TASK: Please restate the entire listing verbatim.

SUPPLIED RECORDS:
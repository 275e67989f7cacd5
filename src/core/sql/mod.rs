mod aggregation;
mod evaluator;
mod expression;
mod formatter;
mod join;
mod lexer;
mod operator;
mod parser;
mod table;
mod value;

pub use aggregation::{AggregateFunction, Aggregation};
pub use evaluator::{row_ids, StatementEvaluator};
pub use expression::{Node, NodeKind};
pub use formatter::TableFormatter;
pub use join::{Join, JoinSpec};
pub use lexer::{Lexer, Token};
pub use operator::{Operator, OperatorClass};
pub use parser::Parser;
pub use table::{GroupedRows, JoinedRow, TableContent, TableDetail, TableService};
pub use value::{ParsedValue, Value};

RESPONSE TO THIS TASK:
repository 275e67989f7cacd5
filename src/core/sql/mod.rs
mod aggregation;
mod evaluator;
mod expression;
mod formatter;
mod join;
mod lexer;
mod operator;
mod parser;
mod table;
mod value;

pub use aggregation::{AggregateFunction, Aggregation};
pub use evaluator::{row_ids, StatementEvaluator};
pub use expression::{Node, NodeKind};
pub use formatter::TableFormatter;
pub use join::{Join, JoinSpec};
pub use lexer::{Lexer, Token};
pub use operator::{Operator, OperatorClass};
pub use parser::Parser;
pub use table::{GroupedRows, JoinedRow, TableContent, TableDetail, TableService};
pub use value::{ParsedValue, Value};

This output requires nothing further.